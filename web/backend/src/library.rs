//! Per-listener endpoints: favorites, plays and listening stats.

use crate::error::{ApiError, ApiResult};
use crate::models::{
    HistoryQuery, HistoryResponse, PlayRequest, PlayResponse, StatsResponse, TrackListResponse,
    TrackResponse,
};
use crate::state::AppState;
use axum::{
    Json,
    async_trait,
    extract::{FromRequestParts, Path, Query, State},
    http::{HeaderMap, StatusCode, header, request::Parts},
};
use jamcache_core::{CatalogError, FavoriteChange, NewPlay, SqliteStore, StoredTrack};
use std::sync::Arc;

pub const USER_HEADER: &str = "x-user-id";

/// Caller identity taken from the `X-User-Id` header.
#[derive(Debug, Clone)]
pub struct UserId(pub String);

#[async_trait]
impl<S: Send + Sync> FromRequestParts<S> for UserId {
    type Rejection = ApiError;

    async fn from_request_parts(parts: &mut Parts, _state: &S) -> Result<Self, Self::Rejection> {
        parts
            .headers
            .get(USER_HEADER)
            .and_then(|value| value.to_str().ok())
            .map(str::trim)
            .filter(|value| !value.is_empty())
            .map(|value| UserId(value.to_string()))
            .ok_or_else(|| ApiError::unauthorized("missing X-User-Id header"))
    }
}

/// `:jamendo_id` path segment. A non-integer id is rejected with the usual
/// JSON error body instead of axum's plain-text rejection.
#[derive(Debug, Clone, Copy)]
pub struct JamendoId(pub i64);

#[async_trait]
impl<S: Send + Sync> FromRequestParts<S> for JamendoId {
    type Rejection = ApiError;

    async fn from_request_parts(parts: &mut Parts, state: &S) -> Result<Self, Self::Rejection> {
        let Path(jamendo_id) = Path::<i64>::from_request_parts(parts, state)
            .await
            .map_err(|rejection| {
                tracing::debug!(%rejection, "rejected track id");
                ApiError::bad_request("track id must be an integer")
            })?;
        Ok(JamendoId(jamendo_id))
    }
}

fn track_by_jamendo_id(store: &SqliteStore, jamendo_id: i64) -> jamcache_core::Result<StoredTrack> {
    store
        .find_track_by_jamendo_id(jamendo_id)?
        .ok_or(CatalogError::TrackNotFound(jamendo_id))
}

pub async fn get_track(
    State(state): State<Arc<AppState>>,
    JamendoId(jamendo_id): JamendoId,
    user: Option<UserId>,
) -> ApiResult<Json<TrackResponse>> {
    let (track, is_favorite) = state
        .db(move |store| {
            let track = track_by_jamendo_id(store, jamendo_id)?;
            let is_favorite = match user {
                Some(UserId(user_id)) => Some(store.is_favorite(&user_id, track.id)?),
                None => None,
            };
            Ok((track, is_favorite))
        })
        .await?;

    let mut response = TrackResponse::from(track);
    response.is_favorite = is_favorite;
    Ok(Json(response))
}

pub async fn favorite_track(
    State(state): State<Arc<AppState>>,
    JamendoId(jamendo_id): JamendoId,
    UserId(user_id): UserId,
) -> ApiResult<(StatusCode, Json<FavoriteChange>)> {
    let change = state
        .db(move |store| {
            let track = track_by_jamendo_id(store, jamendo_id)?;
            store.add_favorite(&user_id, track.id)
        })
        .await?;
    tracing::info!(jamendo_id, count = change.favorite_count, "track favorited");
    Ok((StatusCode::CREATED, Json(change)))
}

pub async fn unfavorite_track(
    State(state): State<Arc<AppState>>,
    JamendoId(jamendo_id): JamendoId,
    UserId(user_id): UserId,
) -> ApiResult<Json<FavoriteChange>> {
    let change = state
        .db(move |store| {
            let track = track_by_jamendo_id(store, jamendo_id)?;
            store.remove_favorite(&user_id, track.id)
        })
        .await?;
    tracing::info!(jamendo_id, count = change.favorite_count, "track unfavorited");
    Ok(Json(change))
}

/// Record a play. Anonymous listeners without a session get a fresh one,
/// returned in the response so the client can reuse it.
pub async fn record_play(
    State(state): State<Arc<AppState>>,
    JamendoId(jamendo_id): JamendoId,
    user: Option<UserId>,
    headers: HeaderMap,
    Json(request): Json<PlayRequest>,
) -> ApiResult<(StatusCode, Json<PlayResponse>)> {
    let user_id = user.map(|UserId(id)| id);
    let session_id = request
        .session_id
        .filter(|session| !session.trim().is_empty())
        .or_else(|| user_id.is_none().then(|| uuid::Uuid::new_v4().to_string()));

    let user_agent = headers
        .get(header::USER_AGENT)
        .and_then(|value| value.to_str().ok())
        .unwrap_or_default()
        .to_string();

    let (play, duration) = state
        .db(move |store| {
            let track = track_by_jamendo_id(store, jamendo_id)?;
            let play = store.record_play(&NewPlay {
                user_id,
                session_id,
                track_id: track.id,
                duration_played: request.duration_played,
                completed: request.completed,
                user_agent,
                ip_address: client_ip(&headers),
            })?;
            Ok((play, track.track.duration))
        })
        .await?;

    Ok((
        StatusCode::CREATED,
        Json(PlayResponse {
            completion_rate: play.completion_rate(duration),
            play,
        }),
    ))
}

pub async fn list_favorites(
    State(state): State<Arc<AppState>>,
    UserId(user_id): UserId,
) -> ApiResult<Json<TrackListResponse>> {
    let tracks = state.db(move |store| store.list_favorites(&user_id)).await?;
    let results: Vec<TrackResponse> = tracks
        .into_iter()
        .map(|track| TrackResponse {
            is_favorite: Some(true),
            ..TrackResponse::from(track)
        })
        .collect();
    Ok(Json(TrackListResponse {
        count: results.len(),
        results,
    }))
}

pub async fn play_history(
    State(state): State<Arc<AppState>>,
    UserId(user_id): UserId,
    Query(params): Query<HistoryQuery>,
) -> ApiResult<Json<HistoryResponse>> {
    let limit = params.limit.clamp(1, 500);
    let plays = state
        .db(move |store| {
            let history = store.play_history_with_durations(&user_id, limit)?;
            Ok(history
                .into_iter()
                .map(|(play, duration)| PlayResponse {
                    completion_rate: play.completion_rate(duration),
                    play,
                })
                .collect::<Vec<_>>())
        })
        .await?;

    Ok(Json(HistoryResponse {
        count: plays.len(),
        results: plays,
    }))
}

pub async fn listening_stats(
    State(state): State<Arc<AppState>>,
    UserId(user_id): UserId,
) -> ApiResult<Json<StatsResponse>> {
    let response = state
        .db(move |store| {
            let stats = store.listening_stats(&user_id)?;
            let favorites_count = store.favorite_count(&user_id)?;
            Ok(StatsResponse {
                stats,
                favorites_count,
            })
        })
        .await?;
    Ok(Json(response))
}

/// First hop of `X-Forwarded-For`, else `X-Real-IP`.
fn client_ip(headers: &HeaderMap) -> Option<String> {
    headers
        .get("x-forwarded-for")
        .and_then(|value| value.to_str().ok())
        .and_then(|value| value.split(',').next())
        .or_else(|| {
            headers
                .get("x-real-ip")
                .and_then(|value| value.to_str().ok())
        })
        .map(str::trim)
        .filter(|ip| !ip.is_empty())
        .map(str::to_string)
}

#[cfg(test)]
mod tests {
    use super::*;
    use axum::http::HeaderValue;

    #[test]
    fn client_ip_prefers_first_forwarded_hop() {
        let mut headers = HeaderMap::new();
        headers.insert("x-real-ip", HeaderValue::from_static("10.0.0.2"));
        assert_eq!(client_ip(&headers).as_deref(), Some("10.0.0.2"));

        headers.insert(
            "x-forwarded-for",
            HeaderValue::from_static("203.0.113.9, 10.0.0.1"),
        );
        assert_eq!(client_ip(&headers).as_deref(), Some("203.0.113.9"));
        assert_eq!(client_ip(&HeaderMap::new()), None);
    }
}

_ _ _

# Work to complete
If a line of the data above contains "ApiError", copy it out.

# Exercise solution
use crate::error::{ApiError, ApiResult};
    type Rejection = ApiError;
            .ok_or_else(|| ApiError::unauthorized("missing X-User-Id header"))
    type Rejection = ApiError;
                ApiError::bad_request("track id must be an integer")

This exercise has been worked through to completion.